Biodiversity banking, also known as biodiversity trading or conservation banking, biodiversity mitigation banks, compensatory habitat, set-asides, biodiversity offsets, are conservation activities that compensate for the loss of biodiversity with the goal of biodiversity maintenance through a framework which allows biodiversity to be reliably measured, and market based solutions applied to improving biodiversity. Biodiversity banking provides a means to place a monetary value on ecosystem services. Typically this involves land protection, restoration, an/or enhancement. Biodiversity banking is often applied so that there is no "net loss of a particular biodiversity feature." According to the International Union for Conservation of Nature, by 2004, interest in voluntary biodiversity offsets was growing in the United States, Brazil, Australia, Canada and the EU. Experience suggested that industry, governments, local communities and conservation groups all benefit from biodiversity offsets or biodiversity banking.

Terminology
According to the IUCN, "[b]iodiversity offsets are designed to compensate for residual environmental damage caused by development after avoidance, minimization, and mitigation of environmental impacts have been considered and implemented. The goal of offsets is to compensate for the loss of biodiversity at one location with conservation
gains elsewhere."

In practice
In practice, biodiversity banks rely on existing governmental laws, which forbid companies or individuals of buying up land in an area that houses, say a critically endangered species. An exception is also in place in this governmental law which allows companies to buy up the land nonetheless, if they also buy a certain amount of compensation credits with a certified biodiversity bank. These credits, which represent a significant extra cost to the company, are then used to provide revenue for the biodiversity bank, but the revenue derived thereof is also used by the bank to buy up conservation area elsewhere for the endangered species.

United States
In the United States a "mitigation banking" process applies to impacts on wetlands. It requires that developers firstly avoid harm to wetlands, but if harm is considered unavoidable, then  wetland habitat of similar function and values must be "protected, enhanced or restored" to compensate for those that will be damaged. The process comes under the US Clean Water Act 1972, the US Army Corps of Engineers regulations  and the commitment to "no net loss" of wetlands habitat.

Since about 2000, the term "species banking", sometimes called "conservation banking", has applied to impacts on species of special concern, typically those that are listed by state and federal agencies under the U.S. Endangered Species Act or its state-based equivalent.  Similar to wetlands banks, conservation banks are designed as compensation for impacts to listed species or their habitat, ensuring a similar no net loss policy for these biodiversity resources.

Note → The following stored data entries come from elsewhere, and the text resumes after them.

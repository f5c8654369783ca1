// SPDX-FileCopyrightText: 2026 Bruno Meilick
// SPDX-License-Identifier: LicenseRef-Floorwalk-FreeUse-NoCopy-NoDerivatives
//
// All rights reserved.
//
// This file is part of Floorwalk and is proprietary software.
// Unauthorized copying, modification, or distribution is prohibited.

use std::borrow::Borrow;
use std::collections::btree_map;
use std::collections::BTreeMap;
use std::fmt;

/// Directory lookup key: the first whitespace token of a name, lower-cased.
///
/// Keys are only constructed through [`SurnameKey::from_name`], so every key held by the model is
/// normalized.
#[derive(Debug, Clone, PartialEq, Eq, Hash, PartialOrd, Ord)]
pub struct SurnameKey(String);

impl SurnameKey {
    /// Returns `None` when `name` has no non-whitespace token.
    pub fn from_name(name: &str) -> Option<Self> {
        let first = name.split_whitespace().next()?;
        Some(Self(first.to_lowercase()))
    }

    pub fn as_str(&self) -> &str {
        &self.0
    }

}

impl fmt::Display for SurnameKey {
    fn fmt(&self, f: &mut fmt::Formatter<'_>) -> fmt::Result {
        f.write_str(&self.0)
    }
}

impl AsRef<str> for SurnameKey {
    fn as_ref(&self) -> &str {
        self.as_str()
    }
}

impl Borrow<str> for SurnameKey {
    fn borrow(&self) -> &str {
        self.as_str()
    }
}

/// Upper-cases the first character and lower-cases the rest (`"иВАНОВА анна"` -> `"Иванова анна"`).
pub fn capitalize_name(name: &str) -> String {
    let mut chars = name.chars();
    let Some(first) = chars.next() else {
        return String::new();
    };

    let mut out = String::with_capacity(name.len());
    out.extend(first.to_uppercase());
    for ch in chars {
        out.extend(ch.to_lowercase());
    }
    out
}

#[derive(Debug, Clone, PartialEq, Eq)]
pub struct EmployeeRecord {
    full_name: String,
    floor: i64,
    room: String,
}

impl EmployeeRecord {
    pub fn new(full_name: impl Into<String>, floor: i64, room: impl Into<String>) -> Self {
        Self {
            full_name: full_name.into(),
            floor,
            room: room.into(),
        }
    }

    pub fn full_name(&self) -> &str {
        &self.full_name
    }

    /// Stored floors may be negative (basements); interview answers never are.
    pub fn floor(&self) -> i64 {
        self.floor
    }

    /// Free-form label, conventionally `"<floor>.<unit>"`.
    pub fn room(&self) -> &str {
        &self.room
    }
}

/// An in-memory snapshot of the employee directory.
#[derive(Debug, Clone, Default, PartialEq, Eq)]
pub struct Directory {
    employees: BTreeMap<SurnameKey, EmployeeRecord>,
}

impl Directory {
    pub fn new() -> Self {
        Self::default()
    }

    pub fn get(&self, surname: &SurnameKey) -> Option<&EmployeeRecord> {
        self.employees.get(surname)
    }

    pub fn contains(&self, surname: &SurnameKey) -> bool {
        self.employees.contains_key(surname)
    }

    /// Overwrites any existing record for `surname`; returns the replaced record.
    pub fn put(&mut self, surname: SurnameKey, record: EmployeeRecord) -> Option<EmployeeRecord> {
        self.employees.insert(surname, record)
    }

    pub fn delete(&mut self, surname: &SurnameKey) -> Option<EmployeeRecord> {
        self.employees.remove(surname)
    }

    pub fn len(&self) -> usize {
        self.employees.len()
    }

    pub fn is_empty(&self) -> bool {
        self.employees.is_empty()
    }

    /// Iterates entries in surname order.
    pub fn iter(&self) -> btree_map::Iter<'_, SurnameKey, EmployeeRecord> {
        self.employees.iter()
    }

    /// Groups entries by floor (ascending); within a floor entries are ordered by room label,
    /// then surname.
    pub fn by_floor(&self) -> BTreeMap<i64, Vec<(&SurnameKey, &EmployeeRecord)>> {
        let mut floors: BTreeMap<i64, Vec<(&SurnameKey, &EmployeeRecord)>> = BTreeMap::new();
        for (surname, record) in &self.employees {
            floors.entry(record.floor()).or_default().push((surname, record));
        }
        for entries in floors.values_mut() {
            entries.sort_by(|(a_key, a), (b_key, b)| {
                a.room().cmp(b.room()).then_with(|| a_key.cmp(b_key))
            });
        }
        floors
    }
}

impl<'a> IntoIterator for &'a Directory {
    type Item = (&'a SurnameKey, &'a EmployeeRecord);
    type IntoIter = btree_map::Iter<'a, SurnameKey, EmployeeRecord>;

    fn into_iter(self) -> Self::IntoIter {
        self.employees.iter()
    }
}

impl FromIterator<(SurnameKey, EmployeeRecord)> for Directory {
    fn from_iter<I: IntoIterator<Item = (SurnameKey, EmployeeRecord)>>(iter: I) -> Self {
        Self {
            employees: iter.into_iter().collect(),
        }
    }
}
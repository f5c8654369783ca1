// SPDX-FileCopyrightText: 2026 Bruno Meilick
// SPDX-License-Identifier: LicenseRef-Floorwalk-FreeUse-NoCopy-NoDerivatives
//
// All rights reserved.
//
// This file is part of Floorwalk and is proprietary software.
// Unauthorized copying, modification, or distribution is prohibited.

use std::sync::Arc;

use rmcp::handler::server::tool::ToolRouter;
use rmcp::handler::server::wrapper::{Json, Parameters};
use rmcp::model::{ServerCapabilities, ServerInfo};
use rmcp::{tool, tool_handler, tool_router, ErrorData, ServerHandler, ServiceExt};
use tokio::sync::Mutex;

use crate::desk::DeliveryDesk;
use crate::model::{Directory, ManifestEntry, RequesterId};
use crate::ops::Action;
use crate::render::Reply;
use crate::store::StoreError;

use super::types::*;

#[derive(Clone)]
pub struct FloorwalkMcp {
    desk: Arc<Mutex<DeliveryDesk>>,
    tool_router: ToolRouter<Self>,
}

#[tool_router]
impl FloorwalkMcp {
    pub fn new(desk: DeliveryDesk) -> Self {
        Self::with_shared_desk(Arc::new(Mutex::new(desk)))
    }

    /// Every handle built from the same desk serializes its events through one lock.
    pub fn with_shared_desk(desk: Arc<Mutex<DeliveryDesk>>) -> Self {
        Self {
            desk,
            tool_router: Self::tool_router(),
        }
    }

    pub async fn serve_stdio(self) -> Result<(), rmcp::RmcpError> {
        let service = self.serve((tokio::io::stdin(), tokio::io::stdout())).await?;
        service.waiting().await?;
        Ok(())
    }

    /// Greeting and usage help; start here, then send a manifest with `chat.message`.
    #[tool(name = "chat.start")]
    async fn chat_start(&self) -> Result<Json<StartResponse>, ErrorData> {
        let desk = self.desk.lock().await;
        Ok(Json(StartResponse {
            reply: mcp_reply(desk.start()),
        }))
    }

    /// Send free text for a requester: a manifest (`<surname> <order>` per line) or the answer to
    /// the pending floor/room/surname question. Returns replies plus the current route.
    #[tool(name = "chat.message")]
    async fn chat_message(
        &self,
        params: Parameters<ChatMessageParams>,
    ) -> Result<Json<ChatResponse>, ErrorData> {
        let ChatMessageParams { requester_id, text } = params.0;
        let requester = parse_requester(requester_id)?;

        let mut desk = self.desk.lock().await;
        let replies = desk
            .handle_text(&requester, &text)
            .map_err(|err| store_error("failed to handle message", &err))?;
        Ok(Json(chat_response(&desk, &requester, replies)))
    }

    /// Apply a wire action offered by an earlier reply (`done:<index>`, `done:clear`,
    /// `del:<surname>`, `cancel`). Out-of-range indices are ignored.
    #[tool(name = "chat.action")]
    async fn chat_action(
        &self,
        params: Parameters<ChatActionParams>,
    ) -> Result<Json<ChatResponse>, ErrorData> {
        let ChatActionParams { requester_id, action } = params.0;
        let requester = parse_requester(requester_id)?;
        let parsed = action.parse::<Action>().map_err(|err| {
            ErrorData::invalid_params(
                format!("invalid action: {err}"),
                Some(serde_json::json!({ "action": action })),
            )
        })?;

        let mut desk = self.desk.lock().await;
        let replies = desk
            .handle_action(&requester, parsed)
            .map_err(|err| store_error("failed to apply action", &err))?;
        Ok(Json(chat_response(&desk, &requester, replies)))
    }

    /// Begin adding an employee by hand; answer the surname, floor and room questions with
    /// `chat.message`. Abandons any interview in progress for this requester.
    #[tool(name = "employee.add")]
    async fn employee_add(
        &self,
        params: Parameters<RequesterParams>,
    ) -> Result<Json<ChatResponse>, ErrorData> {
        let requester = parse_requester(params.0.requester_id)?;

        let mut desk = self.desk.lock().await;
        let replies = desk
            .start_manual_add(&requester)
            .map_err(|err| store_error("failed to start manual add", &err))?;
        Ok(Json(chat_response(&desk, &requester, replies)))
    }

    /// Drop the requester's route or interview and go back to waiting for a manifest.
    #[tool(name = "route.clear")]
    async fn route_clear(
        &self,
        params: Parameters<RequesterParams>,
    ) -> Result<Json<ChatResponse>, ErrorData> {
        let requester = parse_requester(params.0.requester_id)?;

        let mut desk = self.desk.lock().await;
        let replies =
            desk.clear(&requester).map_err(|err| store_error("failed to clear route", &err))?;
        Ok(Json(chat_response(&desk, &requester, replies)))
    }

    /// List every employee in the directory, grouped by floor.
    #[tool(name = "directory.list")]
    async fn directory_list(&self) -> Result<Json<DirectoryListResponse>, ErrorData> {
        let desk = self.desk.lock().await;
        let listing = desk
            .list_directory()
            .map_err(|err| store_error("failed to load directory", &err))?;
        drop(desk);

        Ok(Json(DirectoryListResponse {
            text: listing.reply.text,
            employees: mcp_employees(&listing.directory),
        }))
    }

    /// Offer one `del:<surname>` action per employee plus `cancel`; apply the choice with
    /// `chat.action`.
    #[tool(name = "directory.delete_prompt")]
    async fn directory_delete_prompt(&self) -> Result<Json<DeletePromptResponse>, ErrorData> {
        let desk = self.desk.lock().await;
        let reply = desk
            .delete_prompt()
            .map_err(|err| store_error("failed to load directory", &err))?;
        Ok(Json(DeletePromptResponse {
            reply: mcp_reply(reply),
        }))
    }
}

#[tool_handler]
impl ServerHandler for FloorwalkMcp {
    fn get_info(&self) -> ServerInfo {
        ServerInfo {
            instructions: Some(
                "Floorwalk delivery-route desk (tools: chat.start, chat.message, chat.action, employee.add, route.clear, directory.list, directory.delete_prompt)"
                    .into(),
            ),
            capabilities: ServerCapabilities::builder().enable_tools().build(),
            ..Default::default()
        }
    }
}

fn parse_requester(requester_id: String) -> Result<RequesterId, ErrorData> {
    RequesterId::new(requester_id.clone()).map_err(|err| {
        ErrorData::invalid_params(
            format!("invalid requester_id: {err}"),
            Some(serde_json::json!({ "requester_id": requester_id })),
        )
    })
}

fn store_error(context: &str, err: &StoreError) -> ErrorData {
    ErrorData::internal_error(format!("{context}: {err}"), None)
}

fn mcp_reply(reply: Reply) -> McpReply {
    McpReply {
        text: reply.text,
        actions: reply
            .actions
            .into_iter()
            .map(|button| McpAction {
                label: button.label,
                action: button.action.to_string(),
            })
            .collect(),
    }
}

fn mcp_route(route: &[ManifestEntry]) -> Vec<McpRouteEntry> {
    route
        .iter()
        .enumerate()
        .map(|(idx, entry)| McpRouteEntry {
            position: idx as u64 + 1,
            name: entry.name().to_owned(),
            surname: entry.surname().as_str().to_owned(),
            order_id: entry.order_id().to_owned(),
            floor: entry.floor(),
            room: entry.room().map(ToOwned::to_owned),
        })
        .collect()
}

fn mcp_employees(directory: &Directory) -> Vec<McpEmployee> {
    directory
        .iter()
        .map(|(surname, record)| McpEmployee {
            surname: surname.as_str().to_owned(),
            full_name: record.full_name().to_owned(),
            floor: record.floor(),
            room: record.room().to_owned(),
        })
        .collect()
}

fn chat_response(desk: &DeliveryDesk, requester: &RequesterId, replies: Vec<Reply>) -> ChatResponse {
    let session = desk.session(requester);
    ChatResponse {
        replies: replies.into_iter().map(mcp_reply).collect(),
        phase: desk.phase(requester).as_str().to_owned(),
        route: session.and_then(|session| session.route()).map(mcp_route).unwrap_or_default(),
    }
}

Compensation for impacts to a stream riparian zone may also be required in relation to the linear distance of lost stream functions resulting from stream bank structures (e.g., concrete or rip rap), sedimentation, channelization, dredging or similar activities.

Australia
Two biodiversity banking schemes operating in Australia are the New South Wales BioBanking scheme, which commenced in 2008, and the Victorian Native Vegetation Management Framework scheme. Both schemes apply particularly to developers, where biodiversity values will be reduced through land clearing and building development. The framework requires developers to source biodiversity credits through a market mechanism to offset biodiversity loss.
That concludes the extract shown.